VICE: Vocês sentem que precisam esconder sua sexualidade?
Rashidi Williams: Desde garoto, eu sabia que era diferente. Mas só fui entender essa diferença no final da adolescência. Por quê? Porque não há informação sobre a questão e minha mãe era muito conservadora. Meu pai era liberal, mas estava sempre ausente. Quando entendi qual era essa diferença, nunca senti que precisava esconder minha sexualidade. Eu me assumi quando tinha 20 anos, então, não acho que precisei esconder minha sexualidade.

Julius: Minha resposta é SIM. Sempre foi assim mesmo antes da lei ser aprovada. Ser gay não é algo que você demonstra na frente da família ou amigos, porque as chances de eles não entenderem isso são grandes.

Como é a cena gay em Lagos? Onde vocês costumam ir e já aconteceu de a polícia fazer batidas nesses lugares?
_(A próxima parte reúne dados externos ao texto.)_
//! Binary exchange log.
//!
//! Every exchange is appended as one record:
//!
//! ```text
//! u32 magic = 0xBEEFBEEF
//! u32 tick_ms       milliseconds since the log was opened (wraps)
//! u32 result        0 = transfer ok, 1 = transfer failed
//! u32 length        bytes per direction
//! u8  tx[length]
//! u8  rx[length]
//! ```
//!
//! All integers are little-endian. Failed transfers are logged too, with
//! whatever the receive buffer held when the adapter gave up.

use std::fmt;
use std::io::{Read, Write};
use std::sync::{Arc, Mutex};

use async_trait::async_trait;
use bytes::{Buf, BufMut, BytesMut};
use hrocm_core::error::{Error, Result};
use hrocm_core::transport::Transport;
use tokio::time::Instant;

/// Marker at the start of every record.
pub const BINLOG_MAGIC: u32 = 0xBEEF_BEEF;

const RECORD_HEADER_LEN: usize = 16;

/// One logged exchange.
#[derive(Debug, Clone, PartialEq, Eq)]
pub struct BinLogRecord {
    pub tick_ms: u32,
    /// `true` if the adapter reported success.
    pub ok: bool,
    pub tx: Vec<u8>,
    pub rx: Vec<u8>,
}

impl BinLogRecord {
    /// Encode the record. `rx` is truncated or zero-padded to `tx.len()`.
    pub fn encode(&self) -> Vec<u8> {
        let length = self.tx.len();
        let mut buf = BytesMut::with_capacity(RECORD_HEADER_LEN + 2 * length);
        buf.put_u32_le(BINLOG_MAGIC);
        buf.put_u32_le(self.tick_ms);
        buf.put_u32_le(if self.ok { 0 } else { 1 });
        buf.put_u32_le(length as u32);
        buf.put_slice(&self.tx);
        let n = self.rx.len().min(length);
        buf.put_slice(&self.rx[..n]);
        buf.put_bytes(0, length - n);
        buf.to_vec()
    }
}

impl fmt::Display for BinLogRecord {
    fn fmt(&self, f: &mut fmt::Formatter<'_>) -> fmt::Result {
        write!(
            f,
            "t={}ms {} len={}",
            self.tick_ms,
            if self.ok { "ok" } else { "FAIL" },
            self.tx.len()
        )
    }
}

/// Parse a complete log image.
pub fn parse_records(mut bytes: &[u8]) -> Result<Vec<BinLogRecord>> {
    let total = bytes.len();
    let mut records = Vec::new();
    while bytes.has_remaining() {
        let offset = total - bytes.remaining();
        if bytes.remaining() < RECORD_HEADER_LEN {
            return Err(Error::Protocol(format!(
                "truncated log record header at offset {offset}"
            )));
        }
        let magic = bytes.get_u32_le();
        if magic != BINLOG_MAGIC {
            return Err(Error::Protocol(format!(
                "bad log record magic {magic:#010X} at offset {offset}"
            )));
        }
        let tick_ms = bytes.get_u32_le();
        let result = bytes.get_u32_le();
        let length = bytes.get_u32_le() as usize;
        if bytes.remaining() < 2 * length {
            return Err(Error::Protocol(format!(
                "truncated log record at offset {offset}: need {} bytes, have {}",
                2 * length,
                bytes.remaining()
            )));
        }
        let tx = bytes[..length].to_vec();
        let rx = bytes[length..2 * length].to_vec();
        bytes.advance(2 * length);
        records.push(BinLogRecord {
            tick_ms,
            ok: result == 0,
            tx,
            rx,
        });
    }
    Ok(records)
}

/// Read every record from `reader`.
pub fn read_records(mut reader: impl Read) -> Result<Vec<BinLogRecord>> {
    let mut image = Vec::new();
    reader.read_to_end(&mut image)?;
    parse_records(&image)
}

/// An in-memory log sink that can be inspected while a transport owns it.
#[derive(Debug, Clone, Default)]
pub struct SharedSink {
    buf: Arc<Mutex<Vec<u8>>>,
}

impl SharedSink {
    pub fn new() -> Self {
        Self::default()
    }

    /// Copy of everything written so far.
    pub fn contents(&self) -> Vec<u8> {
        match self.buf.lock() {
            Ok(buf) => buf.clone(),
            Err(poisoned) => poisoned.into_inner().clone(),
        }
    }
}

impl Write for SharedSink {
    fn write(&mut self, data: &[u8]) -> std::io::Result<usize> {
        let mut buf = self
            .buf
            .lock()
            .map_err(|_| std::io::Error::other("log sink poisoned"))?;
        buf.extend_from_slice(data);
        Ok(data.len())
    }

    fn flush(&mut self) -> std::io::Result<()> {
        Ok(())
    }
}

/// A [`Transport`] wrapper that records every exchange of `inner`.
///
/// Write errors on the sink are reported through `tracing` and otherwise
/// ignored so a full disk never breaks the link.
pub struct BinLogTransport<T, W> {
    inner: T,
    sink: W,
    started: Instant,
    records: u64,
}

impl<T: Transport, W: Write + Send + Sync> BinLogTransport<T, W> {
    pub fn new(inner: T, sink: W) -> Self {
        BinLogTransport {
            inner,
            sink,
            started: Instant::now(),
            records: 0,
        }
    }

    /// Number of records written.
    pub fn records_written(&self) -> u64 {
        self.records
    }

    pub fn into_inner(self) -> (T, W) {
        (self.inner, self.sink)
    }

    fn append(&mut self, record: &BinLogRecord) {
        let result = self
            .sink
            .write_all(&record.encode())
            .and_then(|()| self.sink.flush());
        match result {
            Ok(()) => self.records += 1,
            Err(e) => tracing::warn!(error = %e, "failed to append exchange log record"),
        }
    }
}

#[async_trait]
impl<T: Transport, W: Write + Send + Sync> Transport for BinLogTransport<T, W> {
    async fn open(&mut self) -> Result<()> {
        self.inner.open().await
    }

    async fn transfer(&mut self, tx: &[u8], rx: &mut [u8]) -> Result<()> {
        let outcome = self.inner.transfer(tx, rx).await;
        let tick_ms = (self.started.elapsed().as_millis() & u128::from(u32::MAX)) as u32;
        let record = BinLogRecord {
            tick_ms,
            ok: outcome.is_ok(),
            tx: tx.to_vec(),
            rx: rx.to_vec(),
        };
        self.append(&record);
        outcome
    }

    async fn close(&mut self) -> Result<()> {
        self.inner.close().await
    }

    fn is_connected(&self) -> bool {
        self.inner.is_connected()
    }
}

impl<T, W> fmt::Debug for BinLogTransport<T, W> {
    fn fmt(&self, f: &mut fmt::Formatter<'_>) -> fmt::Result {
        f.debug_struct("BinLogTransport")
            .field("records", &self.records)
            .finish_non_exhaustive()
    }
}
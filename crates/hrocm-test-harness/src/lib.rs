//! hrocm-test-harness: Test doubles for the HROCM driver.
//!
//! - [`MockTransport`] -- scripted replies, for byte-exact protocol tests
//! - [`SimulatedModule`] -- a behavioural module model with latencies and
//!   fault injection, for end-to-end tests of the device session

pub mod mock_spi;
pub mod sim_module;

pub use mock_spi::MockTransport;
pub use sim_module::{device_info, SimHandle, SimulatedModule, Spectrum};
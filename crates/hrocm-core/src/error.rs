//! Error types for the HROCM driver.
//!
//! All fallible operations across the workspace return [`Result<T>`], which
//! uses [`Error`] as the error type. Frame-level validation failures are
//! described by [`FrameError`]; the poll engine retries those and only
//! surfaces them inside [`Error::Timeout`] or [`Error::Frame`].

/// Reason a received buffer failed frame validation.
///
/// Every variant except [`FrameError::TooLarge`] is transient on a noisy
/// SPI link and is retried by the poll engine up to its attempt budget.
#[derive(Debug, Clone, Copy, PartialEq, Eq, thiserror::Error)]
pub enum FrameError {
    /// The magic word reads `0xFFFFFFFF`: the module is unpowered or still
    /// booting and the bus is floating high.
    #[error("magic is 0xFFFFFFFF, module powered off or booting")]
    MagicAllOnes,

    /// The module answered with the protocol version 1 magic.
    #[error("module uses SPI protocol version 1")]
    LegacyProtocol,

    /// The magic word is neither the protocol 3 constant nor a known
    /// special value.
    #[error("magic mismatch: found {found:#010X}")]
    MagicMismatch { found: u32 },

    /// The CRC over the first 20 header bytes does not match.
    #[error("header CRC mismatch: received {received:#010X}, computed {computed:#010X}")]
    HeaderCrcMismatch { received: u32, computed: u32 },

    /// The length field is not a valid frame length.
    #[error("invalid frame length {declared}")]
    BadLength { declared: u32 },

    /// The frame announces a different length than the caller expected.
    #[error("frame length changed: expected {expected}, found {found}")]
    LengthMismatch { expected: usize, found: usize },

    /// Fewer bytes are available than the frame declares.
    #[error("frame truncated: {declared} bytes declared, {available} available")]
    Truncated { declared: usize, available: usize },

    /// The trailing CRC over the whole frame does not match.
    #[error("frame CRC mismatch: received {received:#010X}, computed {computed:#010X}")]
    FullCrcMismatch { received: u32, computed: u32 },

    /// An encoded frame would exceed the maximum single transfer size.
    #[error("frame of {length} bytes exceeds the {max} byte transfer limit")]
    TooLarge { length: usize, max: usize },
}

impl FrameError {
    /// Returns `true` for failures counted as magic errors.
    pub fn is_magic(&self) -> bool {
        matches!(
            self,
            FrameError::MagicAllOnes | FrameError::LegacyProtocol | FrameError::MagicMismatch { .. }
        )
    }

    /// Returns `true` for failures of the header CRC.
    pub fn is_header_crc(&self) -> bool {
        matches!(self, FrameError::HeaderCrcMismatch { .. })
    }
}

fn last_failure(last: &Option<FrameError>) -> String {
    match last {
        Some(reason) => format!(" (last failure: {reason})"),
        None => String::new(),
    }
}

/// The error type for all HROCM operations.
#[derive(Debug, thiserror::Error)]
pub enum Error {
    /// The transport adapter reported a failed exchange. Never retried.
    #[error("transport error: {0}")]
    Transport(String),

    /// No connection to the adapter has been established.
    #[error("not connected")]
    NotConnected,

    /// A frame failed validation outside of a retry loop.
    #[error("frame error: {0}")]
    Frame(#[from] FrameError),

    /// The attempt budget was exhausted.
    ///
    /// `last` carries the most recent frame validation failure, if the
    /// final attempts failed validation rather than waiting on a state
    /// the module never reached.
    #[error("timeout after {attempts} attempts{}", last_failure(.last))]
    Timeout {
        attempts: u32,
        last: Option<FrameError>,
    },

    /// The module reported a transaction other than the one just sent.
    #[error("sequence mismatch: expected {expected}, module reported {found}")]
    SequenceMismatch { expected: u32, found: u32 },

    /// The module completed the command with a positive result code.
    #[error("device reported error code {code} for opcode {opcode:#04X}")]
    Device { opcode: u8, code: i32 },

    /// Capability data needed for the operation is not available yet.
    #[error("not initialized: {0}")]
    NotInitialized(String),

    /// An invalid parameter was passed to an operation.
    #[error("invalid parameter: {0}")]
    InvalidParameter(String),

    /// A well-formed frame carried unexpected content.
    #[error("protocol error: {0}")]
    Protocol(String),

    /// An underlying I/O error.
    #[error("I/O error: {0}")]
    Io(#[from] std::io::Error),
}

/// A convenience `Result` alias using [`Error`] as the error type.
pub type Result<T> = std::result::Result<T, Error>;
//! hrocm-wire: Wire format of the HROCM SPI protocol (version 3).
//!
//! This crate is pure: it builds and validates frames, decodes payload
//! records, and converts between slice numbers and physical units. It
//! performs no I/O, so it can be exercised byte for byte in tests.
//!
//! # Modules
//!
//! - [`frame`] -- header layout, CRC-32 framing, validation
//! - [`opcode`] -- command opcodes and attribute selectors
//! - [`records`] -- capability record, measurement plans, scan results
//! - [`units`] -- fixed-point scales and the slice grid

pub mod frame;
pub mod opcode;
pub mod records;
pub mod units;

pub use frame::{Header, Pipeline};
pub use opcode::{Attribute, Opcode};
pub use records::{
    BandwidthMode, DeviceInfo, OsnrPlanRecord, OsnrResults, OsnrScanRecord, PowerPlanRecord,
    PowerResults, PowerScanRecord, ScanHeader, ScanResults,
};
pub use units::SliceGrid;
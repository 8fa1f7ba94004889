//! Classification decisions and the assembled prompt.

use std::collections::BTreeSet;

use serde::{Deserialize, Serialize};

/// Which context sources a query needs.
#[derive(Debug, Clone, Copy, Default, PartialEq, Eq, Serialize, Deserialize)]
pub struct ClassificationDecision {
    pub needs_web_search: bool,
    pub needs_chat_history: bool,
}

impl ClassificationDecision {
    pub fn new(needs_web_search: bool, needs_chat_history: bool) -> Self {
        Self {
            needs_web_search,
            needs_chat_history,
        }
    }

    /// Neither source requested.
    pub fn none() -> Self {
        Self::default()
    }
}

/// Where a classification came from.
#[derive(Debug, Clone, Copy, PartialEq, Eq, Serialize, Deserialize)]
#[serde(rename_all = "snake_case")]
pub enum DecisionOrigin {
    /// Parsed from the language model's reply
    Model,
    /// Keyword rules
    Fallback,
    /// Supplied by the caller
    Explicit,
}

/// A context source that can contribute snippets to a prompt.
#[derive(Debug, Clone, Copy, PartialEq, Eq, PartialOrd, Ord, Hash, Serialize, Deserialize)]
#[serde(rename_all = "snake_case")]
pub enum ContextSource {
    ChatHistory,
    WebSearch,
}

impl ContextSource {
    pub fn as_str(&self) -> &'static str {
        match self {
            ContextSource::ChatHistory => "chat_history",
            ContextSource::WebSearch => "web_search",
        }
    }
}

/// Terminal output of the pipeline for one query.
#[derive(Debug, Clone, PartialEq, Serialize, Deserialize)]
pub struct AssembledContext {
    /// The augmented prompt, or the bare query when nothing qualified
    pub prompt: String,
    /// Sources that actually contributed, not merely requested
    pub sources_used: BTreeSet<ContextSource>,
    /// Tokens consumed by included snippets
    pub token_usage: usize,
    /// The decision that drove retrieval
    pub decision: ClassificationDecision,
    pub decision_origin: DecisionOrigin,
}
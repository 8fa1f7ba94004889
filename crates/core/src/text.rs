//! Small string helpers shared by the chunker and web crates.

/// Keep the first `max_chars` characters, appending `...` when cut.
pub fn truncate_chars(text: &str, max_chars: usize) -> String {
    truncate_with(text, max_chars, "...")
}

/// Keep the first `max_chars` characters, appending `suffix` when cut.
pub fn truncate_with(text: &str, max_chars: usize, suffix: &str) -> String {
    match text.char_indices().nth(max_chars) {
        Some((byte, _)) => format!("{}{suffix}", &text[..byte]),
        None => text.to_string(),
    }
}

#[cfg(test)]
mod tests {
    use super::*;

    #[test]
    fn truncation_is_char_based() {
        assert_eq!(truncate_chars("héllo", 2), "hé...");
        assert_eq!(truncate_chars("short", 10), "short");
        assert_eq!(truncate_chars("exact", 5), "exact");
        assert_eq!(truncate_chars("abc", 0), "...");
        assert_eq!(truncate_with("abcd", 2, "…"), "ab…");
    }
}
Rashidi: A cena gay tinha se aberto um pouco na última década. Mas com a aprovação da lei, a cena terá que se esconder. Por quanto tempo, não sabemos. A visibilidade que tínhamos criado como comunidade foi novamente tirada de nós em nome da religião e práticas culturais. Algumas pessoas em Lagos podem contar a você onde a comunidade LGBT se reúne para socializar nos finais de semana; algumas podem até nomear alguns bares gay friendly na cidade. Resumindo, a cena gay no Lagos era relativamente livre e pacífica. A lei ameaçou isso.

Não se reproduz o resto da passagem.